The recently announced plans by the French minister of defense to reduce French forces in the Central African Republic (CAR) could potentially have adverse consequences on the political and humanitarian situation in the country. The plan as outlined seeks to reduce French forces and convert them into a rapid reaction force that will support the UN Multidimensional Integrated Stabilization Mission in the Central African Republic (MINUSCA). The diminished force will receive new capabilities that will make it more agile and capable of undertaking reconnaissance missions. However, without a comprehensive peace agreement in place, the expected withdrawal of the European Union Force in CAR (EUFOR RCA) in March 2015, and MINUSCA not reaching full operational capacity, this reduction risks increasing insecurity and prolonging one of the world’s worst humanitarian crises.
Security Council Resolution 2127 on December 5, 2013, called for member states to support the African-led International Support Mission to the Central African Republic (MISCA) and authorized the use of force as necessary against armed groups. French President François Hollande announced his decision to reinforce French forces in CAR to prevent the imminent humanitarian disaster in the country.

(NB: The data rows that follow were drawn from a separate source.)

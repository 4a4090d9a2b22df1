//! Top-Level Organizer: pins a hand-authored skeleton of high-level groups
//! and fixes each group's direct children.
//!
//! Directives are applied descendants-first (by their `parent` links), so a
//! group is stabilised before the group above it moves it around.

use std::collections::{BTreeSet, HashMap, HashSet};

use tracing::{debug, info, warn};

use super::guard::PreciousSet;
use super::{Move, relocate, topmost_matching};
use crate::diagnostics::{Diagnostic, Diagnostics, ReferenceSource};
use crate::store::{GraphStore, Rank};

/// How a pinned group chooses its direct children.
#[derive(Debug, Clone, PartialEq)]
pub enum ChildPolicy {
    /// Leave the substructure as it is.
    Keep,
    /// Keep only directive children and the listed ids; everything else
    /// goes to the group's aggregate. With a fallback rank, nodes of that
    /// rank (and protected nodes) are lifted out of each displaced child
    /// first; without one, displaced children move whole.
    Manual {
        children: Vec<String>,
        fallback_rank: Option<Rank>,
    },
    /// Every descendant of `rank`, plus the `extras`, becomes a direct child.
    PromoteRank { rank: Rank, extras: Vec<String> },
}

/// One row of the top-level directive table.
#[derive(Debug, Clone, PartialEq)]
pub struct Directive {
    pub target: String,
    pub parent: String,
    pub label: Option<String>,
    pub policy: ChildPolicy,
}

#[derive(Debug, Clone, Default, PartialEq, Eq)]
pub struct OrganizeOutcome {
    /// Targets in the order they were applied.
    pub applied: Vec<String>,
    pub moves: Vec<Move>,
}

// ─── Ordering ────────────────────────────────────────────────────────────────

/// Deduplicate by target (later rows win, each override is a
/// `DirectiveConflict`) and order so that every directive comes before the
/// directive that names its parent.
pub fn order_directives(directives: &[Directive], diagnostics: &mut Diagnostics) -> Vec<Directive> {
    let mut latest: HashMap<&str, usize> = HashMap::new();
    for (i, d) in directives.iter().enumerate() {
        if latest.insert(d.target.as_str(), i).is_some() {
            diagnostics.push(Diagnostic::DirectiveConflict {
                target: d.target.clone(),
            });
        }
    }
    let kept: Vec<&Directive> = directives
        .iter()
        .enumerate()
        .filter(|(i, d)| latest.get(d.target.as_str()) == Some(i))
        .map(|(_, d)| d)
        .collect();

    let targets: HashSet<&str> = kept.iter().map(|d| d.target.as_str()).collect();
    let mut by_parent: HashMap<&str, Vec<&Directive>> = HashMap::new();
    for d in &kept {
        by_parent.entry(d.parent.as_str()).or_default().push(*d);
    }

    let mut ordered: Vec<Directive> = Vec::with_capacity(kept.len());
    let mut placed: HashSet<&str> = HashSet::new();
    for top in kept.iter().filter(|d| !targets.contains(d.parent.as_str())) {
        // Iterative post-order: (directive, children already pushed)
        let mut stack: Vec<(&Directive, bool)> = vec![(*top, false)];
        while let Some((d, expanded)) = stack.pop() {
            if expanded {
                ordered.push(d.clone());
                continue;
            }
            if !placed.insert(d.target.as_str()) {
                continue;
            }
            stack.push((d, true));
            if let Some(children) = by_parent.get(d.target.as_str()) {
                for child in children.iter().rev() {
                    stack.push((*child, false));
                }
            }
        }
    }
    for d in &kept {
        if !placed.contains(d.target.as_str()) {
            warn!("directive for {} sits in a parent cycle; applying it last", d.target);
            ordered.push((*d).clone());
        }
    }
    ordered
}

// ─── Organizer ───────────────────────────────────────────────────────────────

pub struct Organizer<'a> {
    pub precious: &'a PreciousSet,
    pub synthetic_prefix: &'a str,
    pub global_other: &'a str,
}

fn rank_of<'s>(store: &'s GraphStore, id: &str) -> Option<&'s Rank> {
    store.node(id).and_then(|n| n.rank.as_ref())
}

/// Pinned groups and aggregates are never rearranged from outside.
fn is_fixed(store: &GraphStore, id: &str) -> bool {
    store.is_manual_top_level(id) || store.is_synthetic_other(id)
}

/// Descendants of `node` reachable without entering a fixed node.
fn open_descendants(store: &GraphStore, node: &str) -> Vec<String> {
    let mut out = Vec::new();
    let mut seen: HashSet<String> = HashSet::new();
    let mut stack = store.children(node);
    while let Some(current) = stack.pop() {
        if current == node || !seen.insert(current.clone()) || is_fixed(store, &current) {
            continue;
        }
        stack.extend(store.children(&current));
        out.push(current);
    }
    out
}

impl<'a> Organizer<'a> {
    /// Apply `directives` in dependency order.
    pub fn apply(
        &self,
        store: &mut GraphStore,
        directives: &[Directive],
        diagnostics: &mut Diagnostics,
    ) -> OrganizeOutcome {
        let ordered = order_directives(directives, diagnostics);
        let pinned: HashSet<String> = ordered.iter().map(|d| d.target.clone()).collect();
        let mut outcome = OrganizeOutcome::default();

        for directive in &ordered {
            if !store.contains(&directive.target) {
                diagnostics.missing(ReferenceSource::Directive, directive.target.clone());
                continue;
            }
            if !store.contains(&directive.parent) {
                diagnostics.missing(ReferenceSource::Directive, directive.parent.clone());
                continue;
            }
            self.pin(store, directive, &mut outcome.moves);

            match &directive.policy {
                ChildPolicy::Keep => {}
                ChildPolicy::Manual {
                    children,
                    fallback_rank,
                } => {
                    let mut keep = pinned.clone();
                    keep.extend(children.iter().cloned());
                    self.apply_manual(
                        store,
                        &directive.target,
                        &keep,
                        fallback_rank.as_ref(),
                        &mut outcome.moves,
                    );
                }
                ChildPolicy::PromoteRank { rank, extras } => {
                    for extra in extras.iter().filter(|e| !store.contains(e)) {
                        diagnostics.missing(ReferenceSource::Directive, extra.clone());
                    }
                    self.apply_promote(store, &directive.target, rank, extras, &mut outcome.moves);
                }
            }
            outcome.applied.push(directive.target.clone());
        }

        info!(
            "organized {} top-level groups with {} moves",
            outcome.applied.len(),
            outcome.moves.len()
        );
        outcome
    }

    /// Fix the target under its parent and flag it as part of the skeleton.
    fn pin(&self, store: &mut GraphStore, directive: &Directive, moves: &mut Vec<Move>) {
        let target = directive.target.as_str();
        let parent = directive.parent.as_str();
        if store.is_descendant_of(parent, target) {
            // Lift the parent out first so pinning cannot close a cycle.
            let lift_to = store
                .parent(target)
                .map(str::to_string)
                .unwrap_or_else(|| self.global_other.to_string());
            debug!("lifting {} out of {} before pinning", parent, target);
            relocate(store, parent, &lift_to, moves);
        }
        relocate(store, target, parent, moves);
        if let Some(node) = store.node_mut(target) {
            node.manual_top_level = true;
            if let Some(label) = &directive.label {
                node.label = Some(label.clone());
            }
        }
    }

    fn apply_manual(
        &self,
        store: &mut GraphStore,
        target: &str,
        keep: &HashSet<String>,
        fallback_rank: Option<&Rank>,
        moves: &mut Vec<Move>,
    ) {
        let others: Vec<String> = store
            .children(target)
            .into_iter()
            .filter(|c| !keep.contains(c) && !is_fixed(store, c))
            .collect();
        if others.is_empty() {
            return;
        }
        let aggregate = store.ensure_aggregate(self.synthetic_prefix, target);

        for other in others {
            let Some(rank) = fallback_rank else {
                relocate(store, &other, &aggregate, moves);
                continue;
            };
            if rank_of(store, &other) == Some(rank) {
                relocate(store, &other, &aggregate, moves);
                continue;
            }

            let other_precious = self.precious.contains(&other);
            let dest = if other_precious {
                relocate(store, &other, &aggregate, moves);
                other.clone()
            } else {
                aggregate.clone()
            };

            let view: &GraphStore = store;
            let lifted = topmost_matching(
                view,
                &other,
                |n| rank_of(view, n) == Some(rank) || self.precious.contains(n),
                |n| is_fixed(view, n),
            );
            for node in &lifted {
                relocate(store, node, &dest, moves);
            }

            if other_precious {
                for child in store.children(&other) {
                    if !lifted.contains(&child) {
                        relocate(store, &child, self.global_other, moves);
                    }
                }
            } else {
                relocate(store, &other, self.global_other, moves);
            }
        }
    }

    fn apply_promote(
        &self,
        store: &mut GraphStore,
        target: &str,
        rank: &Rank,
        extras: &[String],
        moves: &mut Vec<Move>,
    ) {
        let is_extra = |n: &str| extras.iter().any(|e| e == n);
        let mut promote: BTreeSet<String> = BTreeSet::new();

        let view: &GraphStore = store;
        for candidate in open_descendants(view, target) {
            if rank_of(view, &candidate) != Some(rank) {
                continue;
            }
            let path = view.ancestors_until(&candidate, target);
            if path.iter().any(|a| is_extra(a)) {
                // Travels with its extra ancestor.
                continue;
            }
            // Outermost protected ancestor goes up instead of the node itself.
            match path.iter().rev().find(|a| self.precious.contains(a)) {
                Some(top) => promote.insert(top.clone()),
                None => promote.insert(candidate),
            };
        }
        for extra in extras {
            if extra == target || !view.contains(extra) || view.is_descendant_of(target, extra) {
                continue;
            }
            if view.is_descendant_of(extra, target)
                && view
                    .ancestors_until(extra, target)
                    .iter()
                    .any(|a| is_extra(a))
            {
                continue;
            }
            promote.insert(extra.clone());
        }
        for node in &promote {
            relocate(store, node, target, moves);
        }

        // Whatever is left at the top level and does not belong there goes
        // to the global bucket, after its protected content is rescued.
        let stray: Vec<String> = store
            .children(target)
            .into_iter()
            .filter(|c| {
                rank_of(store, c) != Some(rank)
                    && !is_extra(c)
                    && !self.precious.contains(c)
                    && !is_fixed(store, c)
            })
            .collect();
        for node in stray {
            let view: &GraphStore = store;
            let rescued = topmost_matching(
                view,
                &node,
                |n| self.precious.contains(n),
                |n| is_fixed(view, n),
            );
            if !rescued.is_empty() {
                let aggregate = store.ensure_aggregate(self.synthetic_prefix, target);
                for r in &rescued {
                    relocate(store, r, &aggregate, moves);
                }
            }
            relocate(store, &node, self.global_other, moves);
        }
    }
}

// ─── Tests ───────────────────────────────────────────────────────────────────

Operation Sangaris was instrumental in providing logistical and material support to African Union forces before they were re-hatted by the UN. They have also contributed to the enhanced security conditions in Bangui and parts of CAR which have allowed the UN to begin deploying military, police, and civilian personnel but also allowed for humanitarian actors to reach vulnerable groups in remote areas. Their performance with regard to halting sectarian violence has been debatable but they have provided a secure environment for the delivery of humanitarian assistance to vulnerable groups in remote areas. Currently the size of Operation Sangaris is around 2,000 soldiers with areas of operations in the West (Bangui and Boda); in the East (between Beloko and Bossembele); and in the South East (Sibut-Dekoa-Bria).
Over the last 12 months, French forces have been engaged in daily battles with heavily armed ex-Seleka and anti-Balaka forces. French forces continue to be key enablers of security, and their premature troop reduction before MINUSCA reaches its full strength of 10,000 troops by the end of April 2015 could adversely affect the security and humanitarian situation.
No Peace to Keep
With a history of bad governance, insecurity, and half-hearted interventions resulting in recidivism immediately after international attention and engagement have waned, CAR remains at great risk of returning to violent conflict. Recent claims by French military leaders that security and economic activities have improved cannot be the basis of troop reductions especially in the face of daily sectarian violence and armed groups that continue to commit gross human rights violations.
Just three weeks ago, ex-Seleka forces camped in Bangui rioted against a relocation exercise conducted by the International Organization for Migration (IOM) and threatened to blow up a munitions depot in the heart of the capital if their demands for higher relocation compensation were not met. Also promises made by the anti-Balaka to lay down their arms and transform into the Central African Party for Unity and Development (PCUD)—a political party that will participate in national elections—are particularly suspect in the absence of a strong command and control structure among their forces as well as a national disarmament mechanism to monitor compliance.
These recent examples highlight the complex dynamics adversely affecting the security situation. As long as armed groups are using intimidation and violence to influence political outcomes, the situation in CAR remains fragile and requires international forces to mitigate these tensions by creating a secure space for peaceful political dialogue, reconciliation, and the extension of state authority.
Practical Exit Strategy
With transitional authorities proving increasingly incapable of finding a lasting political solution, the French will be required to provide an armed presence. The stalled politics have directly contributed to over 187,000 people fleeing from CAR to neighboring states and has brought the total number of refugees and those displaced internally to more than 850,000. The recently announced Bangui Forum expected to be held in early 2015 will consider how to reconcile the country and prepare for inclusive national elections. This national dialogue process will require the continued presence of French forces to ensure that armed groups do not adversely disrupt or influence it.
Since its inception, Operation Sangaris has cost the French an estimated one million USD a day. So, justifying its continued presence to a domestic audience becomes challenging in light of the deployment of MINUSCA. But MISCA contingents re-hatted into MINUSCA are still without vital contingent-owned equipment due to procurement and logistical challenges resulting in the peacekeeping operation’s reduced operational efficiency.
Operation Sangaris’ exit strategy planning needs to be based on: i) an inclusive political agreement; ii) national disarmament and reconciliation; iii) MINUSCA reaching full operational capacity and; iv) a general reduction of violence across CAR. Since the deterioration of the security situation, CAR remains one of the world’s largest humanitarian crises. Twelve months ago, the president of France made alleviating the humanitarian situation one of the many objectives of Operation Sangaris, but with this still not achieved, the planned reduction of French forces remains premature.